BACKGROUND: Radiation enteritis (RE), an intestinal complication due to abdominal or pelvic radiotherapy, severely impacts patients' life and health. Paeoniflorin (PF), a water-soluble monoterpene glycoside, is reported to relieve RE, but its molecular mechanism needs further exploration. Thus, this study aims to clarify the molecular mechanism underlying PF's effect on RE. METHODS: An in vitro ionizing radiation (IR)-induced cell model was constructed. Subsequently, CCK-8, EdU, flow cytometry and relevant kits were applied to examine cellular behaviors and ferroptosis. Protein and mRNA expression levels were assessed via Western blot and qRT-PCR. Bioinformatics tools, ChIP, and dual-luciferase reporter assays were employed to ascertain the regulatory relationship between YY1 and ACSL4. Furthermore, the RE mouse model was established for in vivo experiments. RESULTS: PF inhibited ionizing radiation (IR)-induced injury and ferroptosis in mouse intestinal epithelial cells (IEC-6). The inhibitory effect of PF was mediated by inhibiting ACSL4. YY1 activated the transcription of ACSL4 to promote its expression.
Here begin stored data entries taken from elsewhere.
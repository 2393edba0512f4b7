// Copyright (c) 2024-2026 Martin Schröder <info@swedishembedded.com>
//
// SPDX-License-Identifier: Apache-2.0
//!
//! Explicit class tables — the runtime's substitute for host reflection.
//!
//! A [`ClassDef`] records everything the mirror needs to describe a class to
//! the peer and everything the dispatch core needs to run inbound verbs
//! against an instance: a method table, accessor table, declared data
//! properties, an optional constructor, and an optional iterator factory.
//! Member lookup walks the parent chain on miss, which is what a prototype
//! chain does in hosts that have one.

use std::collections::BTreeMap;
use std::sync::Arc;

use futures::future::BoxFuture;
use objlink_wire::IteratorKind;

use crate::error::{Result, RpcError};
use crate::object::LocalObject;
use crate::value::{Record, Value};

pub type MethodFn =
    Arc<dyn Fn(Arc<LocalObject>, Vec<Value>) -> BoxFuture<'static, Result<Value>> + Send + Sync>;
pub type GetterFn = Arc<dyn Fn(&LocalObject) -> Result<Value> + Send + Sync>;
pub type SetterFn = Arc<dyn Fn(&LocalObject, Value) -> Result<()> + Send + Sync>;
pub type ConstructorFn = Arc<dyn Fn(Vec<Value>) -> Result<Record> + Send + Sync>;
/// Produces a fresh iterator object for one iteration pass over `self`.
pub type IteratorFn = Arc<dyn Fn(Arc<LocalObject>) -> Result<Value> + Send + Sync>;

#[derive(Clone)]
pub(crate) struct Accessor {
    pub(crate) get: GetterFn,
    pub(crate) set: Option<SetterFn>,
}

/// The shape and behavior of a class of local objects.
pub struct ClassDef {
    pub(crate) name: String,
    pub(crate) parent: Option<Arc<ClassDef>>,
    pub(crate) constructor: Option<ConstructorFn>,
    pub(crate) methods: BTreeMap<String, MethodFn>,
    pub(crate) accessors: BTreeMap<String, Accessor>,
    pub(crate) properties: Vec<String>,
    pub(crate) iterator: Option<(IteratorKind, IteratorFn)>,
}

impl ClassDef {
    pub fn builder(name: impl Into<String>) -> ClassBuilder {
        ClassBuilder {
            def: ClassDef {
                name: name.into(),
                parent: None,
                constructor: None,
                methods: BTreeMap::new(),
                accessors: BTreeMap::new(),
                properties: Vec::new(),
                iterator: None,
            },
        }
    }

    pub fn name(&self) -> &str {
        &self.name
    }

    pub fn parent(&self) -> Option<&Arc<ClassDef>> {
        self.parent.as_ref()
    }

    /// Make an instance with the given initial fields, bypassing the
    /// constructor.
    pub fn instance(self: &Arc<Self>, fields: Record) -> Value {
        Value::Object(LocalObject::new(self.clone(), fields))
    }

    /// Run the constructor against `args` and wrap the result. Errors with
    /// `UnknownMember` when the class chain defines no constructor.
    pub fn construct(self: &Arc<Self>, args: Vec<Value>) -> Result<Value> {
        let ctor = self
            .chain()
            .find_map(|c| c.constructor.clone())
            .ok_or_else(|| RpcError::member(&self.name, "constructor"))?;
        let fields = ctor(args)?;
        Ok(self.instance(fields))
    }

    /// Walk `self` and then each ancestor.
    pub(crate) fn chain(&self) -> impl Iterator<Item = &ClassDef> {
        std::iter::successors(Some(self), |c| c.parent.as_deref())
    }

    pub(crate) fn find_method(&self, name: &str) -> Option<MethodFn> {
        self.chain().find_map(|c| c.methods.get(name).cloned())
    }

    pub(crate) fn find_accessor(&self, name: &str) -> Option<Accessor> {
        self.chain().find_map(|c| c.accessors.get(name).cloned())
    }

    pub(crate) fn find_iterator(&self, kind: IteratorKind) -> Option<IteratorFn> {
        self.chain().find_map(|c| match &c.iterator {
            Some((k, f)) if *k == kind => Some(f.clone()),
            _ => None,
        })
    }
}

/// Assembles a [`ClassDef`]. Obtained from [`ClassDef::builder`].
pub struct ClassBuilder {
    def: ClassDef,
}

impl ClassBuilder {
    pub fn extends(mut self, parent: &Arc<ClassDef>) -> Self {
        self.def.parent = Some(parent.clone());
        self
    }

    pub fn constructor<F>(mut self, f: F) -> Self
    where
        F: Fn(Vec<Value>) -> Result<Record> + Send + Sync + 'static,
    {
        self.def.constructor = Some(Arc::new(f));
        self
    }

    pub fn method<F, Fut>(mut self, name: impl Into<String>, f: F) -> Self
    where
        F: Fn(Arc<LocalObject>, Vec<Value>) -> Fut + Send + Sync + 'static,
        Fut: std::future::Future<Output = Result<Value>> + Send + 'static,
    {
        self.def
            .methods
            .insert(name.into(), Arc::new(move |obj, args| Box::pin(f(obj, args))));
        self
    }

    /// A method whose body completes without awaiting.
    pub fn method_sync<F>(mut self, name: impl Into<String>, f: F) -> Self
    where
        F: Fn(Arc<LocalObject>, Vec<Value>) -> Result<Value> + Send + Sync + 'static,
    {
        self.def.methods.insert(
            name.into(),
            Arc::new(move |obj, args| {
                let out = f(obj, args);
                Box::pin(async move { out })
            }),
        );
        self
    }

    pub fn getter<F>(mut self, name: impl Into<String>, get: F) -> Self
    where
        F: Fn(&LocalObject) -> Result<Value> + Send + Sync + 'static,
    {
        self.def.accessors.insert(
            name.into(),
            Accessor {
                get: Arc::new(get),
                set: None,
            },
        );
        self
    }

    pub fn getter_setter<G, S>(mut self, name: impl Into<String>, get: G, set: S) -> Self
    where
        G: Fn(&LocalObject) -> Result<Value> + Send + Sync + 'static,
        S: Fn(&LocalObject, Value) -> Result<()> + Send + Sync + 'static,
    {
        self.def.accessors.insert(
            name.into(),
            Accessor {
                get: Arc::new(get),
                set: Some(Arc::new(set)),
            },
        );
        self
    }

    /// Declare a data property name for the class description.
    pub fn property(mut self, name: impl Into<String>) -> Self {
        self.def.properties.push(name.into());
        self
    }

    pub fn iterator<F>(mut self, kind: IteratorKind, f: F) -> Self
    where
        F: Fn(Arc<LocalObject>) -> Result<Value> + Send + Sync + 'static,
    {
        self.def.iterator = Some((kind, Arc::new(f)));
        self
    }

    pub fn build(self) -> Arc<ClassDef> {
        Arc::new(self.def)
    }
}
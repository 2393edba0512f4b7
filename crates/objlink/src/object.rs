// Copyright (c) 2024-2026 Martin Schröder <info@swedishembedded.com>
//
// SPDX-License-Identifier: Apache-2.0
//!
//! Local exposable values: classed objects and bare functions.
//!
//! Both carry a release slot that the identity registry arms on first
//! exposure; dropping the last `Arc` then notifies the GC bridge so the
//! registry slot can be reclaimed.

use std::sync::{Arc, Mutex};

use futures::future::BoxFuture;
use objlink_wire::ObjectId;
use tokio::sync::mpsc::UnboundedSender;

use crate::class::ClassDef;
use crate::error::Result;
use crate::gc::{self, GcEvent};
use crate::value::{Record, Value};

// ── Release slot ──────────────────────────────────────────────────────────────

/// Armed by the registry when a value is first exposed to the peer. Fires a
/// [`GcEvent`] from `Drop`, which can only happen after the registry has
/// demoted its reference to weak.
pub(crate) struct ReleaseSlot {
    armed: Mutex<Option<(ObjectId, UnboundedSender<GcEvent>)>>,
}

impl ReleaseSlot {
    pub(crate) fn new() -> Self {
        Self {
            armed: Mutex::new(None),
        }
    }

    pub(crate) fn arm(&self, id: ObjectId, tx: UnboundedSender<GcEvent>) {
        *self.armed.lock().expect("release slot poisoned") = Some((id, tx));
    }

    fn fire(&self) {
        let Some((id, tx)) = self.armed.lock().expect("release slot poisoned").take() else {
            return;
        };
        if tx.send(GcEvent::LocalDropped(id)).is_err() {
            gc::warn_detached();
        }
    }
}

// ── LocalObject ───────────────────────────────────────────────────────────────

/// A classed in-process object: a class link plus a mutable field bag.
///
/// Identity is `Arc` pointer identity; the same `Arc` always marshals to the
/// same wire id for the lifetime of the peer's interest in it.
pub struct LocalObject {
    class: Arc<ClassDef>,
    fields: Mutex<Record>,
    pub(crate) release: ReleaseSlot,
}

impl LocalObject {
    pub fn new(class: Arc<ClassDef>, fields: Record) -> Arc<Self> {
        Arc::new(Self {
            class,
            fields: Mutex::new(fields),
            release: ReleaseSlot::new(),
        })
    }

    pub fn class(&self) -> &Arc<ClassDef> {
        &self.class
    }

    pub fn field(&self, name: &str) -> Option<Value> {
        self.fields.lock().expect("fields poisoned").get(name).cloned()
    }

    pub fn set_field(&self, name: impl Into<String>, value: Value) {
        self.fields
            .lock()
            .expect("fields poisoned")
            .insert(name.into(), value);
    }

    pub fn fields_snapshot(&self) -> Record {
        self.fields.lock().expect("fields poisoned").clone()
    }
}

impl Drop for LocalObject {
    fn drop(&mut self) {
        self.release.fire();
    }
}

impl std::fmt::Debug for LocalObject {
    fn fmt(&self, f: &mut std::fmt::Formatter<'_>) -> std::fmt::Result {
        f.debug_struct("LocalObject").field("class", &self.class.name).finish()
    }
}

// ── LocalFunction ─────────────────────────────────────────────────────────────

type FnBody = Box<dyn Fn(Vec<Value>) -> BoxFuture<'static, Result<Value>> + Send + Sync>;

/// A bare callable exposed across the wire as `{idLocal, className:
/// "Function"}`. The peer materializes a callable stub whose invocation
/// arrives as a `call` verb.
pub struct LocalFunction {
    body: FnBody,
    pub(crate) release: ReleaseSlot,
}

impl LocalFunction {
    /// Wrap an async closure.
    pub fn new<F, Fut>(f: F) -> Arc<Self>
    where
        F: Fn(Vec<Value>) -> Fut + Send + Sync + 'static,
        Fut: std::future::Future<Output = Result<Value>> + Send + 'static,
    {
        Arc::new(Self {
            body: Box::new(move |args| Box::pin(f(args))),
            release: ReleaseSlot::new(),
        })
    }

    /// Wrap a synchronous closure.
    pub fn from_sync<F>(f: F) -> Arc<Self>
    where
        F: Fn(Vec<Value>) -> Result<Value> + Send + Sync + 'static,
    {
        Arc::new(Self {
            body: Box::new(move |args| {
                let out = f(args);
                Box::pin(async move { out })
            }),
            release: ReleaseSlot::new(),
        })
    }

    pub async fn invoke(&self, args: Vec<Value>) -> Result<Value> {
        (self.body)(args).await
    }
}

impl Drop for LocalFunction {
    fn drop(&mut self) {
        self.release.fire();
    }
}

impl std::fmt::Debug for LocalFunction {
    fn fmt(&self, f: &mut std::fmt::Formatter<'_>) -> std::fmt::Result {
        f.debug_struct("LocalFunction").finish_non_exhaustive()
    }
}

#[cfg(test)]
mod tests {
    use super::*;
    use crate::class::ClassDef;

    #[test]
    fn fields_read_back_after_write() {
        let class = ClassDef::builder("Box").build();
        let obj = LocalObject::new(class, Record::new());
        obj.set_field("w", Value::from(3.0));
        assert_eq!(obj.field("w"), Some(Value::from(3.0)));
        assert_eq!(obj.field("h"), None);
    }

    #[tokio::test]
    async fn sync_function_wraps_into_async_invoke() {
        let f = LocalFunction::from_sync(|args| {
            let sum: f64 = args.iter().filter_map(Value::as_f64).sum();
            Ok(Value::from(sum))
        });
        let out = f.invoke(vec![Value::from(3.0), Value::from(4.0)]).await;
        assert_eq!(out.unwrap(), Value::from(7.0));
    }
}
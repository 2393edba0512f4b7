//! Wire-format tests: assert the exact JSON every wire type produces and
//! that each shape parses back to the same value.
//!
//! The JSON shapes here are the protocol contract — a change that breaks one
//! of these tests breaks interop with every deployed peer.

use serde_json::json;

use objlink_wire::{
    ClassDescription, DelPayload, ErrorEnvelope, ErrorKind, FuncPayload, GetterSpec, IterPayload,
    IteratorKind, NewPayload, ObjectId, SetPayload, Verb, WireValue,
};

fn roundtrip<T>(value: &T) -> T
where
    T: serde::Serialize + for<'de> serde::Deserialize<'de>,
{
    serde_json::from_value(serde_json::to_value(value).expect("encode")).expect("decode")
}

// ── WireValue grammar ─────────────────────────────────────────────────────────

#[test]
fn null_is_json_null() {
    assert_eq!(serde_json::to_value(WireValue::Null).unwrap(), json!(null));
    let v: WireValue = serde_json::from_value(json!(null)).unwrap();
    assert!(v.is_null());
}

#[test]
fn integers_parse_into_numbers() {
    let v: WireValue = serde_json::from_value(json!(7)).unwrap();
    assert_eq!(v, WireValue::Number(7.0));
}

#[test]
fn arrays_preserve_order() {
    let v: WireValue = serde_json::from_value(json!([1, "two", null])).unwrap();
    assert_eq!(
        v,
        WireValue::List(vec![
            WireValue::Number(1.0),
            WireValue::String("two".into()),
            WireValue::Null,
        ])
    );
}

#[test]
fn plain_object_shape() {
    let v = WireValue::Plain {
        plain_object: [
            ("a".to_string(), WireValue::Number(1.0)),
            (
                "b".to_string(),
                WireValue::Plain {
                    plain_object: [("c".to_string(), WireValue::Number(2.0))].into(),
                },
            ),
        ]
        .into(),
    };
    assert_eq!(
        serde_json::to_value(&v).unwrap(),
        json!({"plainObject": {"a": 1.0, "b": {"plainObject": {"c": 2.0}}}})
    );
    assert_eq!(roundtrip(&v), v);
}

#[test]
fn callable_ref_carries_function_class_name() {
    let v = WireValue::LocalRef {
        id_local: ObjectId::from_raw("12"),
        class_name: Some(WireValue::FUNCTION_CLASS.to_string()),
    };
    assert_eq!(
        serde_json::to_value(&v).unwrap(),
        json!({"idLocal": "12", "className": "Function"})
    );
}

#[test]
fn remote_ref_shape() {
    let v: WireValue = serde_json::from_value(json!({"idRemote": "3"})).unwrap();
    assert_eq!(
        v,
        WireValue::RemoteRef {
            id_remote: ObjectId::from_raw("3")
        }
    );
}

#[test]
fn full_description_parses_before_bare_ref() {
    let v: WireValue = serde_json::from_value(json!({
        "idLocal": "8",
        "className": "Car",
        "properties": {"color": "red", "doors": 4}
    }))
    .unwrap();
    match v {
        WireValue::NewObject {
            id_local,
            class_name,
            properties,
        } => {
            assert_eq!(id_local.as_str(), "8");
            assert_eq!(class_name, "Car");
            assert_eq!(properties.len(), 2);
        }
        other => panic!("expected full description, got {other:?}"),
    }
}

#[test]
fn description_nested_inside_array_round_trips() {
    let v = WireValue::List(vec![WireValue::NewObject {
        id_local: ObjectId::from_raw("1"),
        class_name: "Point".into(),
        properties: [("x".to_string(), WireValue::Number(0.0))].into(),
    }]);
    assert_eq!(roundtrip(&v), v);
}

// ── Class descriptions ────────────────────────────────────────────────────────

#[test]
fn class_description_full_shape() {
    let desc = ClassDescription {
        class_name: "Car".into(),
        extends: Some("Movable".into()),
        iterator: Some(IteratorKind::AsyncIterator),
        functions: vec!["honk".into()],
        getters: vec![GetterSpec {
            name: "owner".into(),
            has_setter: true,
        }],
        properties: vec!["color".into()],
    };
    assert_eq!(
        serde_json::to_value(&desc).unwrap(),
        json!({
            "className": "Car",
            "extends": "Movable",
            "iterator": "asyncIterator",
            "functions": ["honk"],
            "getters": [{"name": "owner", "hasSetter": true}],
            "properties": ["color"]
        })
    );
    assert_eq!(roundtrip(&desc), desc);
}

#[test]
fn class_payload_is_an_array() {
    let batch = vec![ClassDescription {
        class_name: "Movable".into(),
        extends: None,
        iterator: None,
        functions: vec![],
        getters: vec![],
        properties: vec![],
    }];
    let json = serde_json::to_value(&batch).unwrap();
    assert!(json.is_array());
    let back: Vec<ClassDescription> = serde_json::from_value(json).unwrap();
    assert_eq!(back, batch);
}

// ── Verb payloads ─────────────────────────────────────────────────────────────

#[test]
fn verb_wire_names() {
    let names: Vec<&str> = Verb::ALL.iter().map(|v| v.as_str()).collect();
    assert_eq!(
        names,
        ["start", "class", "new", "call", "func", "get", "set", "iter", "del"]
    );
}

#[test]
fn new_payload_shape() {
    let p = NewPayload {
        class_name: "Car".into(),
        args: vec![WireValue::String("Fred".into())],
    };
    assert_eq!(
        serde_json::to_value(&p).unwrap(),
        json!({"className": "Car", "args": ["Fred"]})
    );
}

#[test]
fn func_get_set_payload_shapes() {
    let f = FuncPayload {
        obj: ObjectId::from_raw("2"),
        name: "next".into(),
        args: vec![],
    };
    assert_eq!(
        serde_json::to_value(&f).unwrap(),
        json!({"obj": "2", "name": "next", "args": []})
    );

    let s = SetPayload {
        obj: ObjectId::from_raw("2"),
        name: "owner".into(),
        value: WireValue::String("Wilma".into()),
    };
    assert_eq!(
        serde_json::to_value(&s).unwrap(),
        json!({"obj": "2", "name": "owner", "value": "Wilma"})
    );
}

#[test]
fn iter_payload_symbol_values() {
    let p = IterPayload {
        obj: ObjectId::from_raw("4"),
        symbol: IteratorKind::AsyncIterator,
    };
    assert_eq!(
        serde_json::to_value(&p).unwrap(),
        json!({"obj": "4", "symbol": "asyncIterator"})
    );
    assert_eq!(roundtrip(&p), p);
}

#[test]
fn del_payload_round_trips() {
    let p = DelPayload {
        id_remote: ObjectId::from_raw("42"),
    };
    assert_eq!(roundtrip(&p), p);
}

// ── Error envelope ────────────────────────────────────────────────────────────

#[test]
fn error_envelope_shape() {
    let env = ErrorEnvelope::new(ErrorKind::UnknownRemote, "17");
    assert_eq!(
        serde_json::to_value(&env).unwrap(),
        json!({"kind": "unknown_remote", "message": "17"})
    );
}

#[test]
fn user_error_message_survives_verbatim() {
    let env = ErrorEnvelope::new(ErrorKind::User, "no such owner: Barney");
    let back: ErrorEnvelope = roundtrip(&env);
    assert_eq!(back.message, "no such owner: Barney");
    assert_eq!(back.kind, ErrorKind::User);
}
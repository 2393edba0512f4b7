// Copyright (c) 2024-2026 Martin Schröder <info@swedishembedded.com>
//
// SPDX-License-Identifier: Apache-2.0
//!
//! The recursive value marshaller.
//!
//! Outgoing, per value kind: data passes by value, local objects and
//! functions pass by reference (allocating ids on first exposure), stubs
//! pass back to their owner as `{idRemote}`. The first exposure of an
//! instance awaits the `class` exchange for its class chain before the
//! instance itself is emitted, so a description always reaches the peer
//! before anything that depends on it.
//!
//! An object's id is registered *before* its properties are recursed into:
//! a cyclic object graph therefore marshals its back-edges as short
//! `{idLocal}` references instead of recursing forever.
//!
//! Incoming is the mirror image and is fully synchronous: no wire traffic
//! is needed to materialize values, stubs included.

use std::collections::BTreeMap;

use async_recursion::async_recursion;
use objlink_wire::{Verb, WireValue};
use tracing::debug;

use crate::class::ClassDef;
use crate::error::{Result, RpcError};
use crate::mirror;
use crate::registry::Exposure;
use crate::session::SessionInner;
use crate::stub::Stub;
use crate::value::Value;

impl SessionInner {
    pub(crate) async fn marshal(&self, value: &Value) -> Result<WireValue> {
        to_wire(self, value).await
    }

    pub(crate) async fn marshal_args(&self, args: Vec<Value>) -> Result<Vec<WireValue>> {
        let mut out = Vec::with_capacity(args.len());
        for arg in &args {
            out.push(to_wire(self, arg).await?);
        }
        Ok(out)
    }

    pub(crate) fn unmarshal(&self, wire: WireValue) -> Result<Value> {
        from_wire(self, wire)
    }

    pub(crate) fn unmarshal_args(&self, args: Vec<WireValue>) -> Result<Vec<Value>> {
        args.into_iter().map(|w| from_wire(self, w)).collect()
    }
}

#[async_recursion]
async fn to_wire(session: &SessionInner, value: &Value) -> Result<WireValue> {
    match value {
        Value::Null => Ok(WireValue::Null),
        Value::Bool(b) => Ok(WireValue::Bool(*b)),
        Value::Number(n) => Ok(WireValue::Number(*n)),
        Value::String(s) => Ok(WireValue::String(s.clone())),

        Value::List(items) => {
            let mut out = Vec::with_capacity(items.len());
            for item in items {
                out.push(to_wire(session, item).await?);
            }
            Ok(WireValue::List(out))
        }

        Value::Record(map) => {
            let mut out = BTreeMap::new();
            for (name, item) in map {
                out.insert(name.clone(), to_wire(session, item).await?);
            }
            Ok(WireValue::Plain { plain_object: out })
        }

        Value::Function(f) => {
            let id = session
                .registry
                .lock()
                .expect("registry poisoned")
                .expose_function(f);
            Ok(WireValue::LocalRef {
                id_local: id,
                class_name: Some(WireValue::FUNCTION_CLASS.to_string()),
            })
        }

        // A stub marshals back to the peer that owns the object.
        Value::Stub(stub) => Ok(WireValue::RemoteRef {
            id_remote: stub.id().clone(),
        }),

        Value::Object(obj) => {
            let (id, exposure) = session
                .registry
                .lock()
                .expect("registry poisoned")
                .expose_object(obj);
            match exposure {
                Exposure::Known => Ok(WireValue::LocalRef {
                    id_local: id,
                    class_name: None,
                }),
                Exposure::NeedsDescription => {
                    ensure_described(session, obj.class()).await?;
                    let fields = obj.fields_snapshot();
                    let mut properties = BTreeMap::new();
                    for (name, item) in &fields {
                        if name.starts_with('_') {
                            continue;
                        }
                        properties.insert(name.clone(), to_wire(session, item).await?);
                    }
                    Ok(WireValue::NewObject {
                        id_local: id,
                        class_name: obj.class().name().to_string(),
                        properties,
                    })
                }
            }
        }
    }
}

/// Send the class descriptions the peer is missing, ancestors first, and
/// await each ack. The ack doubles as the ordering barrier required between
/// a description and the first instance that names it.
#[async_recursion]
async fn ensure_described(session: &SessionInner, class: &std::sync::Arc<ClassDef>) -> Result<()> {
    if let Some(parent) = class.parent() {
        ensure_described(session, parent).await?;
    }
    let mut sent = session.classes_sent.lock().await;
    if sent.contains(class.name()) {
        return Ok(());
    }
    debug!(class = class.name(), "describing class to peer");
    let payload = objlink_wire::to_payload(&vec![mirror::describe(class)])?;
    session.transport.call_remote(Verb::Class, payload).await?;
    sent.insert(class.name().to_string());
    Ok(())
}

fn from_wire(session: &SessionInner, wire: WireValue) -> Result<Value> {
    match wire {
        WireValue::Null => Ok(Value::Null),
        WireValue::Bool(b) => Ok(Value::Bool(b)),
        WireValue::Number(n) => Ok(Value::Number(n)),
        WireValue::String(s) => Ok(Value::String(s)),

        WireValue::List(items) => Ok(Value::List(
            items
                .into_iter()
                .map(|w| from_wire(session, w))
                .collect::<Result<_>>()?,
        )),

        WireValue::Plain { plain_object } => {
            let mut out = crate::value::Record::new();
            for (name, item) in plain_object {
                out.insert(name, from_wire(session, item)?);
            }
            Ok(Value::Record(out))
        }

        WireValue::NewObject {
            id_local,
            class_name,
            properties,
        } => {
            let class = session
                .incoming_classes
                .lock()
                .expect("mirror poisoned")
                .get(&class_name)
                .ok_or_else(|| RpcError::UnknownClass(class_name.clone()))?;
            let stub = Stub::instance(
                id_local.clone(),
                class,
                session.self_weak.clone(),
                session.gc_tx.clone(),
            );
            session
                .registry
                .lock()
                .expect("registry poisoned")
                .register_remote(id_local, &stub)?;
            // Registered before the properties are unmarshaled, so a
            // self-referential property resolves to this same stub.
            for (name, item) in properties {
                let value = from_wire(session, item)?;
                stub.set_property(name, value);
            }
            Ok(Value::Stub(stub))
        }

        WireValue::LocalRef {
            id_local,
            class_name,
        } => {
            if let Some(stub) = session
                .registry
                .lock()
                .expect("registry poisoned")
                .remote_for(&id_local)
            {
                return Ok(Value::Stub(stub));
            }
            if class_name.as_deref() == Some(WireValue::FUNCTION_CLASS) {
                let stub = Stub::callable(
                    id_local.clone(),
                    session.self_weak.clone(),
                    session.gc_tx.clone(),
                );
                session
                    .registry
                    .lock()
                    .expect("registry poisoned")
                    .register_remote(id_local, &stub)?;
                return Ok(Value::Stub(stub));
            }
            // A bare reference is only legal for ids we already know.
            Err(RpcError::UnknownRemote(id_local))
        }

        WireValue::RemoteRef { id_remote } => Ok(session
            .registry
            .lock()
            .expect("registry poisoned")
            .local_for(&id_remote)?
            .into_value()),
    }
}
Moreover, ACSL4 upregulation abrogated the protective effect of silencing YY1 on cell damage induced by IR. PF curbed YY1 expression, thereby suppressing the damage to IEC-6 cells induced by IR. Besides, PF constrained ACSL4 and the progression of radiation enteritis in vivo. CONCLUSION: PF alleviated IR-induced damage and ferroptosis of IEC-6 cells by targeting the YY1/ACSL4 axis, providing a novel mechanistic basis for its application in RE treatment.